BEGIN EXTRACTED MATERIAL

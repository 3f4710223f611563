// +-----------------------------------------------------------------------------------------------+
// | Copyright 2016 Sean Kerr                                                                      |
// |                                                                                               |
// | Licensed under the Apache License, Version 2.0 (the "License");                               |
// | you may not use this file except in compliance with the License.                              |
// | You may obtain a copy of the License at                                                       |
// |                                                                                               |
// |  http://www.apache.org/licenses/LICENSE-2.0                                                   |
// |                                                                                               |
// | Unless required by applicable law or agreed to in writing, software                           |
// | distributed under the License is distributed on an "AS IS" BASIS,                             |
// | WITHOUT WARRANTIES OR CONDITIONS OF ANY KIND, either express or implied.                      |
// | See the License for the specific language governing permissions and                           |
// | limitations under the License.                                                                |
// +-----------------------------------------------------------------------------------------------+
// | Author: Sean Kerr <sean@code-box.org>                                                         |
// +-----------------------------------------------------------------------------------------------+

use crate::http1::*;
use crate::http1::test::*;
use crate::test::*;

macro_rules! setup {
    () => ({
        let (mut p, s) = http1_setup!(Response);

        assert_eos(
            &mut p,
            &s,
            b"HTTP/1.1 200 ",
            ParserState::ResponseStatus,
            b"HTTP/1.1 200 ".len()
        );

        (p, s)
    });
}

#[test]
fn allowed() {
    for b in (0..=255u8).filter(|&x| !control_vec().contains(&x) || x == b'\t') {
        let (mut p, s) = setup!();

        assert_eos(
            &mut p,
            &s,
            &[b],
            ParserState::ResponseStatus,
            [b].len()
        );

        assert_eos(
            &mut p,
            &s,
            b"\r\n",
            ParserState::HeaderFieldStart,
            b"\r\n".len()
        );

        assert_eq!(data_of(&mut p, Event::Status), vec![vec![b]]);
    }
}

#[test]
fn empty() {
    let (mut p, s) = setup!();

    assert_eos(
        &mut p,
        &s,
        b"\r\n",
        ParserState::HeaderFieldStart,
        b"\r\n".len()
    );

    assert_eq!(count_of(&mut p, Event::Status), 0);
}

#[test]
fn line_feed() {
    let (mut p, s) = setup!();

    assert_eos(
        &mut p,
        &s,
        b"OK\n",
        ParserState::HeaderFieldStart,
        b"OK\n".len()
    );

    assert_eq!(data_of(&mut p, Event::Status), vec![b"OK".to_vec()]);
}

#[test]
fn not_allowed_error() {
    for b in control_vec().iter().filter(|&x| *x != b'\t' && *x != b'\r' && *x != b'\n') {
        let (mut p, s) = setup!();

        assert_eos(
            &mut p,
            &s,
            b"Not",
            ParserState::ResponseStatus,
            b"Not".len()
        );

        assert_error(
            &mut p,
            &s,
            &[*b],
            ParserError::Status(*b)
        );
    }
}

#[test]
fn split_status() {
    let (mut p, s) = setup!();

    assert_eos(&mut p, &s, b"Not Fo", ParserState::ResponseStatus, 6);
    assert_eos(&mut p, &s, b"und", ParserState::ResponseStatus, 3);
    assert_eos(&mut p, &s, b"\r", ParserState::StartLineLf, 1);
    assert_eos(&mut p, &s, b"\n", ParserState::HeaderFieldStart, 1);

    assert_eq!(data_of(&mut p, Event::Status), vec![b"Not Found".to_vec()]);
}
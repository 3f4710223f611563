// +-----------------------------------------------------------------------------------------------+
// | Copyright 2016 Sean Kerr                                                                      |
// |                                                                                               |
// | Licensed under the Apache License, Version 2.0 (the "License");                               |
// | you may not use this file except in compliance with the License.                              |
// | You may obtain a copy of the License at                                                       |
// |                                                                                               |
// |  http://www.apache.org/licenses/LICENSE-2.0                                                   |
// |                                                                                               |
// | Unless required by applicable law or agreed to in writing, software                           |
// | distributed under the License is distributed on an "AS IS" BASIS,                             |
// | WITHOUT WARRANTIES OR CONDITIONS OF ANY KIND, either express or implied.                      |
// | See the License for the specific language governing permissions and                           |
// | limitations under the License.                                                                |
// +-----------------------------------------------------------------------------------------------+
// | Author: Sean Kerr <sean@code-box.org>                                                         |
// +-----------------------------------------------------------------------------------------------+

//! HTTP byte classes built on top of the `byte_slice` macros.

/// Indicates that a byte is a space or horizontal tab.
macro_rules! is_space_tab {
    ($byte:expr) => ({
        $byte == b' ' || $byte == b'\t'
    });
}

/// Indicates that a byte is allowed within a header value.
///
/// This is horizontal tab, every visible 7-bit byte, space, and every byte `0x80` thru `0xFF`.
#[inline]
pub fn is_header_value(byte: u8) -> bool {
    byte == b'\t' || !is_control!(byte)
}

/// Indicates that a byte is allowed within a response status phrase.
#[inline]
pub fn is_status(byte: u8) -> bool {
    is_header_value(byte)
}

/// Indicates that a byte is allowed within a request URL.
///
/// This is every visible 7-bit byte, and every byte `0x80` thru `0xFF`.
#[inline]
pub fn is_url(byte: u8) -> bool {
    is_visible_7bit!(byte) || byte > 0x7F
}

/// Indicates that a byte is a HTTP token.
#[inline]
pub fn is_token(byte: u8) -> bool {
    [

    // NUL SOH    STX    ETX    EOT    ENQ    ACK    BEL    BS     TAB
    false, false, false, false, false, false, false, false, false, false,

    // LF  VT     FF     CR     SO     SI     DLE    DC1    DC2    DC3
    false, false, false, false, false, false, false, false, false, false,

    // DC4 NAK    SYN    ETB    CAN    EM     SUB    ESC    FS     GS
    false, false, false, false, false, false, false, false, false, false,

    // RS  US
    false, false,

    // space
    false,

    // !   "      #      $      %      &      '      (      )      *
    true,  false, true,  true,  true,  true,  true,  false, false, true,

    // +   ,      -      .      /
    true,  false, true,  true,  false,

    // 0   1      2      3      4      5      6      7      8      9
    true,  true,  true,  true,  true,  true,  true,  true,  true,  true,

    // :   ;      <      =      >      ?      @
    false, false, false, false, false, false, false,

    // A   B      C      D      E      F      G      H      I      J
    true,  true,  true,  true,  true,  true,  true,  true,  true,  true,

    // K   L      M      N      O      P      Q      R      S      T
    true,  true,  true,  true,  true,  true,  true,  true,  true,  true,

    // U   V      W      X      Y      Z
    true,  true,  true,  true,  true,  true,

    // [   \      ]      ^      _      `
    false, false, false, true,  true,  true,

    // a   b      c      d      e      f      g      h      i      j
    true,  true,  true,  true,  true,  true,  true,  true,  true,  true,

    // k   l      m      n      o      p      q      r      s      t
    true,  true,  true,  true,  true,  true,  true,  true,  true,  true,

    // u   v      w      x      y      z
    true,  true,  true,  true,  true,  true,

    // {   |      }      ~
    false, true,  false, true,

    // DEL
    false,

    // 128 - 255
    false, false, false, false, false, false, false, false, false, false,
    false, false, false, false, false, false, false, false, false, false,
    false, false, false, false, false, false, false, false, false, false,
    false, false, false, false, false, false, false, false, false, false,
    false, false, false, false, false, false, false, false, false, false,
    false, false, false, false, false, false, false, false, false, false,
    false, false, false, false, false, false, false, false, false, false,
    false, false, false, false, false, false, false, false, false, false,
    false, false, false, false, false, false, false, false, false, false,
    false, false, false, false, false, false, false, false, false, false,
    false, false, false, false, false, false, false, false, false, false,
    false, false, false, false, false, false, false, false, false, false,
    false, false, false, false, false, false, false, false

    ][byte as usize]
}

/// Trim trailing space and horizontal tab bytes.
#[inline]
pub fn trim_end_space_tab(bytes: &[u8]) -> &[u8] {
    let mut end = bytes.len();

    while end > 0 && is_space_tab!(bytes[end - 1]) {
        end -= 1;
    }

    &bytes[..end]
}

/// Trim leading and trailing space and horizontal tab bytes.
#[inline]
pub fn trim_space_tab(bytes: &[u8]) -> &[u8] {
    let mut start = 0;

    while start < bytes.len() && is_space_tab!(bytes[start]) {
        start += 1;
    }

    trim_end_space_tab(&bytes[start..])
}
// +-----------------------------------------------------------------------------------------------+
// | Copyright 2016 Sean Kerr                                                                      |
// |                                                                                               |
// | Licensed under the Apache License, Version 2.0 (the "License");                               |
// | you may not use this file except in compliance with the License.                              |
// | You may obtain a copy of the License at                                                       |
// |                                                                                               |
// |  http://www.apache.org/licenses/LICENSE-2.0                                                   |
// |                                                                                               |
// | Unless required by applicable law or agreed to in writing, software                           |
// | distributed under the License is distributed on an "AS IS" BASIS,                             |
// | WITHOUT WARRANTIES OR CONDITIONS OF ANY KIND, either express or implied.                      |
// | See the License for the specific language governing permissions and                           |
// | limitations under the License.                                                                |
// +-----------------------------------------------------------------------------------------------+
// | Author: Sean Kerr <sean@code-box.org>                                                         |
// +-----------------------------------------------------------------------------------------------+

//! Finite state machine macros and enums.

use std::fmt;

/// Execute the notification callback for `$event`, set `$state`, and transition or exit based on
/// the returned `Action`.
///
/// The next state is stored before the callback runs, and a paused parser resumes there.
macro_rules! callback_transition {
    ($parser:expr, $settings:expr, $context:expr, $event:ident, $state:ident) => ({
        set_state!($parser, $state);

        let action = $parser.notify($settings, $crate::http1::Event::$event);

        return $parser.after_callback(action, $crate::http1::Event::$event, $context);
    });
}

/// Execute the data callback for `$event` with a completed token, set `$state`, and transition or
/// exit based on the returned `Action`.
///
/// The token is joined with any bytes collected during previous calls before the callback is
/// executed.
macro_rules! callback_token_transition {
    ($parser:expr, $settings:expr, $context:expr, $event:ident, $data:expr, $state:ident) => ({
        set_state!($parser, $state);

        let action = $parser.emit_token($settings, $crate::http1::Event::$event, $data)?;

        return $parser.after_callback(action, $crate::http1::Event::$event, $context);
    });
}

/// Execute the body callback with `$data`, set `$state`, and transition or exit based on the
/// returned `Action`.
macro_rules! callback_body_transition {
    ($parser:expr, $settings:expr, $context:expr, $data:expr, $state:ident) => ({
        set_state!($parser, $state);

        let action = $parser.notify_data($settings, $crate::http1::Event::Body, $data);

        return $parser.after_callback(action, $crate::http1::Event::Body, $context);
    });
}

/// Exit parser with `Success::Eos`.
macro_rules! exit_eos {
    ($context:expr) => ({
        return Ok($crate::fsm::ParserValue::Exit(
            $crate::fsm::Success::Eos($context.stream_index)
        ));
    });
}

/// Exit parser with `ParserError`.
///
/// When a context is supplied, the offending byte is replayed so that it is not counted as
/// processed, and it is attached to the error.
macro_rules! exit_error {
    ($error:ident) => ({
        return Err($crate::http1::ParserError::$error);
    });

    ($context:expr, $error:ident) => ({
        bs_replay!($context);

        return Err($crate::http1::ParserError::$error($context.byte));
    });
}

/// If the stream is EOS, exit with `Success::Eos`. Otherwise do nothing.
macro_rules! exit_if_eos {
    ($context:expr) => ({
        if bs_is_eos!($context) {
            exit_eos!($context);
        }
    });
}

/// Set state.
macro_rules! set_state {
    ($parser:expr, $state:ident) => ({
        $parser.state = $crate::http1::ParserState::$state;
    });
}

/// Transition to `$state`.
macro_rules! transition {
    ($parser:expr, $context:expr, $state:ident) => ({
        set_state!($parser, $state);

        bs_mark!($context);

        return Ok($crate::fsm::ParserValue::Continue);
    });

    ($parser:expr, $context:expr) => ({
        bs_mark!($context);

        return Ok($crate::fsm::ParserValue::Continue);
    });
}

// -------------------------------------------------------------------------------------------------

/// Parsing function return values.
pub enum ParserValue {
    /// Continue the parser loop.
    Continue,

    /// Exit the parser loop.
    Exit(Success)
}

// -------------------------------------------------------------------------------------------------

/// Parsing function success return values.
#[derive(Clone,Copy,PartialEq,Eq)]
pub enum Success {
    /// Additional `stream` data is expected.
    ///
    /// # Arguments
    ///
    /// **(1)**: The amount of `stream` bytes that were processed. This value will always match
    ///          `stream.len()`.
    Eos(usize),

    /// A callback returned `Action::Pause`. The parser must be resumed with
    /// [`Parser::resume()`](../http1/struct.Parser.html#method.resume) before it accepts more
    /// data, and the unprocessed bytes must be fed again afterwards.
    ///
    /// # Arguments
    ///
    /// **(1)**: The amount of `stream` bytes that were processed before the parser paused.
    Paused(usize),

    /// The message requested a protocol upgrade and its head has been parsed. Bytes after the
    /// head belong to the upgraded protocol and are not processed.
    ///
    /// # Arguments
    ///
    /// **(1)**: The amount of `stream` bytes that belong to the HTTP/1.x message.
    Upgrade(usize)
}

impl Success {
    /// Retrieve the amount of `stream` bytes that were processed.
    pub fn consumed(&self) -> usize {
        match *self {
            Success::Eos(length)
          | Success::Paused(length)
          | Success::Upgrade(length) => length
        }
    }
}

impl fmt::Debug for Success {
    fn fmt(&self, formatter: &mut fmt::Formatter) -> fmt::Result {
        match *self {
            Success::Eos(length) => {
                write!(formatter, "Success::Eos({})", length)
            },
            Success::Paused(length) => {
                write!(formatter, "Success::Paused({})", length)
            },
            Success::Upgrade(length) => {
                write!(formatter, "Success::Upgrade({})", length)
            }
        }
    }
}

impl fmt::Display for Success {
    fn fmt(&self, formatter: &mut fmt::Formatter) -> fmt::Result {
        write!(formatter, "{}", self.consumed())
    }
}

END EXTRACTED MATERIAL

*EXERCISE DIRECTIONS*: A single number is the answer: the count of lines in the material above that contain "based".

*TASK ANSWER*: 3